ThilinaRajapakse / simpletransformers

Transformers for Information Retrieval, Text Classification, NER, QA, Language Modelling, Language Generation, T5, Multi-Modal, and Conversational AI
https://simpletransformers.ai/
Apache License 2.0
4.07k stars 727 forks source link

Adding BERTweet to the available models #607

Closed manueltonneau closed 3 years ago

manueltonneau commented 4 years ago

A BERT-based mode called BERTweet, further pre-trained on English tweets with the RoBERTa pre-training procedure, was recently made available on Hugging Face .

I would love to be able to use it in my simple transformers pipeline. Note that it includes a normalization argument for the tokenizer, which differs from normal tokenization.

If you point me to the relevant py files I need to modify to add it myself, happy to open a PR :)

ThilinaRajapakse commented 4 years ago

This hasn't been released on HF yet, right?

Once it is released, it probably won't require too many changes.

For example, with ClassificationModel:

The model, config, and tokenizer should be added here.

We can probably just check the tokenizer type and set the normalization if it's a BertweetTokenizer here.

manueltonneau commented 4 years ago

I think it was.

I tried using it with ClassificationModel but it gave me issues when using model_name = bert, probably because it needs to be using its own BertweetModel and BertweetTokenizer.

Awesome, thanks for the links, will look into adding this and open a PR!

ThilinaRajapakse commented 4 years ago

image

Looks like BertweetModel is not added yet.

Sure, that'll be great!

manueltonneau commented 4 years ago

Right, seems like it's WIP. Will look into it when the PR on transformers is merged. Thanks for your swift reply!

AnilB87 commented 4 years ago

Hi @ThilinaRajapakse is BERTweet model accessible now via simpletransformers library. The model is added to the list of pre-trained models on Huggingface: https://huggingface.co/vinai/bertweet-base.

Please let me know.

ThilinaRajapakse commented 4 years ago

I gave it a quick test but it seems to be using a different tokenizer than the default BERT one, so that's causing some issues.

The issue is that the tokenizer is creating None values in the input features, if anyone wants to investigate.

manueltonneau commented 3 years ago

Hi all! So I looked into it and got the same issue as the one you mention @ThilinaRajapakse when trying to fine-tune the model on binary classification (using bert as model_name):


TypeError Traceback (most recent call last)

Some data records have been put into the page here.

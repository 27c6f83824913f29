//! Version-tagged bucket naming.
//!
//! Bucket names are `<label>-<version>`. Bumping the version string is the
//! only way to invalidate previously cached entries: activation deletes
//! every bucket that is not one of the current names.

use serde::{Deserialize, Serialize};

/// The two buckets owned by one worker version.
#[derive(Debug, Clone, PartialEq, Eq, Serialize, Deserialize, schemars::JsonSchema)]
pub struct BucketNames {
    /// Application shell and static assets (cache-first).
    pub static_bucket: String,
    /// API and other runtime responses (network-first / stale-while-revalidate).
    pub runtime_bucket: String,
}

impl BucketNames {
    pub fn new(static_label: &str, runtime_label: &str, version: &str) -> Self {
        Self { static_bucket: format!("{static_label}-{version}"), runtime_bucket: format!("{runtime_label}-{version}") }
    }

    /// Whether `name` belongs to this version and must survive activation.
    pub fn is_current(&self, name: &str) -> bool {
        name == self.static_bucket || name == self.runtime_bucket
    }
}
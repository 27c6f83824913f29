//! Configuration validation rules.
//!
//! This module provides validation logic for `AppConfig` values
//! after they have been loaded from environment, files, or defaults.

use crate::config::AppConfig;
use regex::Regex;
use thiserror::Error;

/// Configuration loading and validation errors.
#[derive(Debug, Error)]
pub enum ConfigError {
    #[error("failed to load configuration: {0}")]
    LoadFailed(String),

    #[error("invalid configuration: {field} - {reason}")]
    Invalid { field: String, reason: String },
}

fn invalid(field: &str, reason: impl Into<String>) -> ConfigError {
    ConfigError::Invalid { field: field.into(), reason: reason.into() }
}

fn check_label(field: &str, value: &str) -> Result<(), ConfigError> {
    if value.is_empty() {
        return Err(invalid(field, "must not be empty"));
    }
    if value.chars().any(char::is_whitespace) {
        return Err(invalid(field, "must not contain whitespace"));
    }
    Ok(())
}

impl AppConfig {
    /// Validate configuration values after loading.
    ///
    /// # Errors
    ///
    /// Returns `ConfigError::Invalid` if:
    /// - `version` or a bucket label is empty or contains whitespace
    /// - both bucket labels are equal
    /// - `origin` is not an http(s) URL
    /// - a manifest path or the navigation fallback is not root-relative
    /// - an API pattern is not a valid regular expression
    /// - `max_bytes` is 0 or exceeds 50MB
    /// - `timeout_ms` is less than 100ms or exceeds 5 minutes
    /// - `user_agent` is empty
    /// - `runtime_max_entries` is zero
    pub fn validate(&self) -> Result<(), ConfigError> {
        check_label("version", &self.version)?;
        check_label("static_label", &self.static_label)?;
        check_label("runtime_label", &self.runtime_label)?;
        if self.static_label == self.runtime_label {
            return Err(invalid("runtime_label", "must differ from static_label"));
        }

        let origin = self.origin_url()?;
        if !matches!(origin.scheme(), "http" | "https") {
            return Err(invalid("origin", format!("unsupported scheme: {}", origin.scheme())));
        }

        if self.app_shell.is_empty() {
            return Err(invalid("app_shell", "must list at least one path"));
        }
        if let Some(path) = self.app_shell.iter().find(|p| !p.starts_with('/')) {
            return Err(invalid("app_shell", format!("{path:?} is not root-relative")));
        }
        if !self.navigation_fallback.starts_with('/') {
            return Err(invalid("navigation_fallback", "must be root-relative"));
        }
        if !self.app_shell.contains(&self.navigation_fallback) {
            tracing::warn!(
                fallback = %self.navigation_fallback,
                "navigation_fallback is not part of app_shell; offline navigations will get 503"
            );
        }

        for pattern in &self.api_patterns {
            Regex::new(pattern).map_err(|e| invalid("api_patterns", format!("{pattern:?}: {e}")))?;
        }

        if self.max_bytes == 0 {
            return Err(invalid("max_bytes", "must be greater than 0"));
        }
        if self.max_bytes > 50 * 1024 * 1024 {
            return Err(invalid("max_bytes", "must not exceed 50MB"));
        }

        if self.timeout_ms < 100 {
            return Err(invalid("timeout_ms", "must be at least 100ms"));
        }
        if self.timeout_ms > 300_000 {
            return Err(invalid("timeout_ms", "must not exceed 5 minutes (300000ms)"));
        }

        if self.user_agent.is_empty() {
            return Err(invalid("user_agent", "must not be empty"));
        }

        if self.runtime_max_entries == Some(0) {
            return Err(invalid("runtime_max_entries", "must be greater than 0 when set"));
        }

        Ok(())
    }
}
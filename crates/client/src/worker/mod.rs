//! The caching layer: classification, strategies and version lifecycle.
//!
//! ### Routing
//! - Non-`GET` and browser-extension requests are never intercepted
//! - Static assets: cache-first from the static bucket
//! - API calls: network-first, runtime bucket as offline fallback
//! - Navigations: network, then the cached app shell
//! - Everything else: stale-while-revalidate on the runtime bucket
//!
//! ### Versions
//! - Buckets are named `<label>-<version>`; activating a version deletes
//!   every bucket of other versions
//! - A [`Registration`] drives install, waiting, activation and claim

pub mod classify;
pub mod lifecycle;
pub mod registration;
pub mod strategy;

pub use classify::{BypassReason, Classifier, RequestClass, Route};
pub use lifecycle::{ActivateReport, ControlMessage, Dispatch, InstallReport, Worker, WorkerState};
pub use registration::{ClientId, ClientInfo, MessageReport, RegisterReport, Registration, RegistrationStatus, WorkerInfo};
pub use strategy::{Origin, StrategyOutcome};
//! Bucket and entry operations on the SQLite store.

use async_trait::async_trait;
use chrono::{DateTime, SecondsFormat, Utc};
use tokio_rusqlite::params;
use tokio_rusqlite::rusqlite;

use super::connection::CacheDb;
use super::{CacheStorage, CachedEntry, EntryMeta, RequestKey};
use crate::{Error, Response};

/// Fixed-width timestamps so that text ordering matches time ordering.
fn timestamp(at: DateTime<Utc>) -> String {
    at.to_rfc3339_opts(SecondsFormat::Nanos, true)
}

fn parse_timestamp(raw: &str) -> Result<DateTime<Utc>, Error> {
    DateTime::parse_from_rfc3339(raw)
        .map(|t| t.with_timezone(&Utc))
        .map_err(|e| Error::CorruptEntry(format!("stored_at {raw:?}: {e}")))
}

/// Row image of an entry before decoding.
struct EntryRow {
    status: i64,
    status_text: String,
    headers_json: String,
    body: Vec<u8>,
    response_url: Option<String>,
    stored_at: String,
}

impl EntryRow {
    fn decode(self) -> Result<CachedEntry, Error> {
        let headers: Vec<(String, String)> = serde_json::from_str(&self.headers_json)?;
        let status = u16::try_from(self.status).map_err(|_| Error::CorruptEntry(format!("status {}", self.status)))?;
        Ok(CachedEntry {
            response: Response {
                status,
                status_text: self.status_text,
                headers,
                body: self.body.into(),
                url: self.response_url,
            },
            stored_at: parse_timestamp(&self.stored_at)?,
        })
    }
}

fn ensure_bucket(conn: &rusqlite::Connection, bucket: &str) -> Result<(), Error> {
    conn.execute(
        "INSERT OR IGNORE INTO buckets (name, created_at) VALUES (?1, ?2)",
        params![bucket, timestamp(Utc::now())],
    )?;
    Ok(())
}

fn upsert_entry(conn: &rusqlite::Connection, bucket: &str, key: &RequestKey, response: &Response) -> Result<(), Error> {
    let headers_json = serde_json::to_string(&response.headers)?;
    conn.execute(
        "INSERT INTO entries (
            bucket, key_hash, url, status, status_text, headers_json, body, response_url, stored_at
        ) VALUES (?1, ?2, ?3, ?4, ?5, ?6, ?7, ?8, ?9)
        ON CONFLICT(bucket, key_hash) DO UPDATE SET
            url = excluded.url,
            status = excluded.status,
            status_text = excluded.status_text,
            headers_json = excluded.headers_json,
            body = excluded.body,
            response_url = excluded.response_url,
            stored_at = excluded.stored_at",
        params![
            bucket,
            &key.hash,
            &key.url,
            response.status as i64,
            &response.status_text,
            headers_json,
            response.body.as_ref(),
            &response.url,
            timestamp(Utc::now()),
        ],
    )?;
    Ok(())
}

#[async_trait]
impl CacheStorage for CacheDb {
    async fn open(&self, bucket: &str) -> Result<(), Error> {
        let bucket = bucket.to_string();
        self.conn
            .call(move |conn| -> Result<(), Error> { ensure_bucket(conn, &bucket) })
            .await
            .map_err(Error::from)
    }

    async fn keys(&self) -> Result<Vec<String>, Error> {
        self.conn
            .call(|conn| -> Result<Vec<String>, Error> {
                let mut stmt = conn.prepare("SELECT name FROM buckets ORDER BY created_at ASC, rowid ASC")?;
                let names = stmt
                    .query_map([], |row| row.get(0))?
                    .collect::<Result<Vec<String>, _>>()?;
                Ok(names)
            })
            .await
            .map_err(Error::from)
    }

    async fn delete(&self, bucket: &str) -> Result<bool, Error> {
        let bucket = bucket.to_string();
        self.conn
            .call(move |conn| -> Result<bool, Error> {
                let count = conn.execute("DELETE FROM buckets WHERE name = ?1", params![bucket])?;
                Ok(count > 0)
            })
            .await
            .map_err(Error::from)
    }

    async fn match_entry(&self, bucket: &str, key: &RequestKey) -> Result<Option<CachedEntry>, Error> {
        let bucket = bucket.to_string();
        let hash = key.hash.clone();
        self.conn
            .call(move |conn| -> Result<Option<CachedEntry>, Error> {
                let mut stmt = conn.prepare(
                    "SELECT status, status_text, headers_json, body, response_url, stored_at
                     FROM entries WHERE bucket = ?1 AND key_hash = ?2",
                )?;

                let result = stmt.query_row(params![bucket, hash], |row| {
                    Ok(EntryRow {
                        status: row.get(0)?,
                        status_text: row.get(1)?,
                        headers_json: row.get(2)?,
                        body: row.get(3)?,
                        response_url: row.get(4)?,
                        stored_at: row.get(5)?,
                    })
                });

                match result {
                    Ok(row) => row.decode().map(Some),
                    Err(rusqlite::Error::QueryReturnedNoRows) => Ok(None),
                    Err(e) => Err(e.into()),
                }
            })
            .await
            .map_err(Error::from)
    }

    async fn put(&self, bucket: &str, key: &RequestKey, response: &Response) -> Result<(), Error> {
        let bucket = bucket.to_string();
        let key = key.clone();
        let response = response.clone();
        self.conn
            .call(move |conn| -> Result<(), Error> {
                let tx = conn.transaction()?;
                ensure_bucket(&tx, &bucket)?;
                upsert_entry(&tx, &bucket, &key, &response)?;
                tx.commit()?;
                Ok(())
            })
            .await
            .map_err(Error::from)
    }

    async fn put_all(&self, bucket: &str, entries: Vec<(RequestKey, Response)>) -> Result<(), Error> {
        let bucket = bucket.to_string();
        self.conn
            .call(move |conn| -> Result<(), Error> {
                let tx = conn.transaction()?;
                ensure_bucket(&tx, &bucket)?;
                for (key, response) in &entries {
                    upsert_entry(&tx, &bucket, key, response)?;
                }
                tx.commit()?;
                Ok(())
            })
            .await
            .map_err(Error::from)
    }

    async fn entries(&self, bucket: &str) -> Result<Vec<EntryMeta>, Error> {
        let bucket = bucket.to_string();
        self.conn
            .call(move |conn| -> Result<Vec<EntryMeta>, Error> {
                let mut stmt = conn.prepare(
                    "SELECT url, status, headers_json, length(body), stored_at
                     FROM entries WHERE bucket = ?1 ORDER BY stored_at ASC, rowid ASC",
                )?;
                let rows = stmt
                    .query_map(params![bucket], |row| {
                        Ok((
                            row.get::<_, String>(0)?,
                            row.get::<_, i64>(1)?,
                            row.get::<_, String>(2)?,
                            row.get::<_, i64>(3)?,
                            row.get::<_, String>(4)?,
                        ))
                    })?
                    .collect::<Result<Vec<_>, _>>()?;

                rows.into_iter()
                    .map(|(url, status, headers_json, size, stored_at)| -> Result<EntryMeta, Error> {
                        let headers: Vec<(String, String)> = serde_json::from_str(&headers_json)?;
                        let content_type = headers
                            .into_iter()
                            .find(|(k, _)| k.eq_ignore_ascii_case("content-type"))
                            .map(|(_, v)| v);
                        Ok(EntryMeta {
                            url,
                            status: u16::try_from(status).map_err(|_| Error::CorruptEntry(format!("status {status}")))?,
                            content_type,
                            size: size.max(0) as usize,
                            stored_at: parse_timestamp(&stored_at)?,
                        })
                    })
                    .collect()
            })
            .await
            .map_err(Error::from)
    }

    async fn trim(&self, bucket: &str, max_entries: usize) -> Result<u64, Error> {
        let bucket = bucket.to_string();
        let max = max_entries as i64;
        self.conn
            .call(move |conn| -> Result<u64, Error> {
                let count: i64 =
                    conn.query_row("SELECT COUNT(*) FROM entries WHERE bucket = ?1", params![bucket], |row| row.get(0))?;
                if count <= max {
                    return Ok(0);
                }

                let to_delete = count - max;
                let deleted = conn.execute(
                    "DELETE FROM entries WHERE rowid IN (
                        SELECT rowid FROM entries WHERE bucket = ?1
                        ORDER BY stored_at ASC, rowid ASC LIMIT ?2
                    )",
                    params![bucket, to_delete],
                )?;
                Ok(deleted as u64)
            })
            .await
            .map_err(Error::from)
    }
}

in ----> 1 model.train_model(df) ~/Documents/envs/test_bertweet/lib/python3.8/site-packages/simpletransformers/classification/classification_model.py in train_model(self, train_df, multi_label, output_dir, show_running_loss, args, eval_df, verbose, **kwargs) 342 for i, (text, label) in enumerate(zip(train_df.iloc[:, 0], train_df.iloc[:, 1])) 343 ] --> 344 train_dataset = self.load_and_cache_examples(train_examples, verbose=verbose) 345 train_sampler = RandomSampler(train_dataset) 346 train_dataloader = DataLoader( ~/Documents/envs/test_bertweet/lib/python3.8/site-packages/simpletransformers/classification/classification_model.py in load_and_cache_examples(self, examples, evaluate, no_cache, multi_label, verbose, silent) 1030 features = [feature for feature_set in features for feature in feature_set] 1031 -> 1032 all_input_ids = torch.tensor([f.input_ids for f in features], dtype=torch.long) 1033 all_input_mask = torch.tensor([f.input_mask for f in features], dtype=torch.long) 1034 all_segment_ids = torch.tensor([f.segment_ids for f in features], dtype=torch.long) TypeError: an integer is required (got type NoneType) --------------------------------------------------------------------------- Yet, when using the command detailed [here](https://github.com/VinAIResearch/BERTweet#-example-usage), the output of the Tokenizer are not NaNs: ![image](https://user-images.githubusercontent.com/29440170/94361846-998b7200-00b7-11eb-8daa-f5f4e2c974d7.png) When looking into the (now merged) [PR](https://github.com/huggingface/transformers/pull/6129), it seems that BERTweet has a specific tokenizer (BertweetTokenizer). It also seems that it has the configuration of RoBERTa (see the modifications to `src/transformers/tokenization_auto.py` in the PR). Will add changes following your instructions above and create a PR. PS: they mention in the [README](https://github.com/VinAIResearch/BERTweet) that the model has the same configuration as BERT-base and only share pre-training procedure with RoBERTa, will look into it.
manueltonneau commented 3 years ago

Just created a PR :)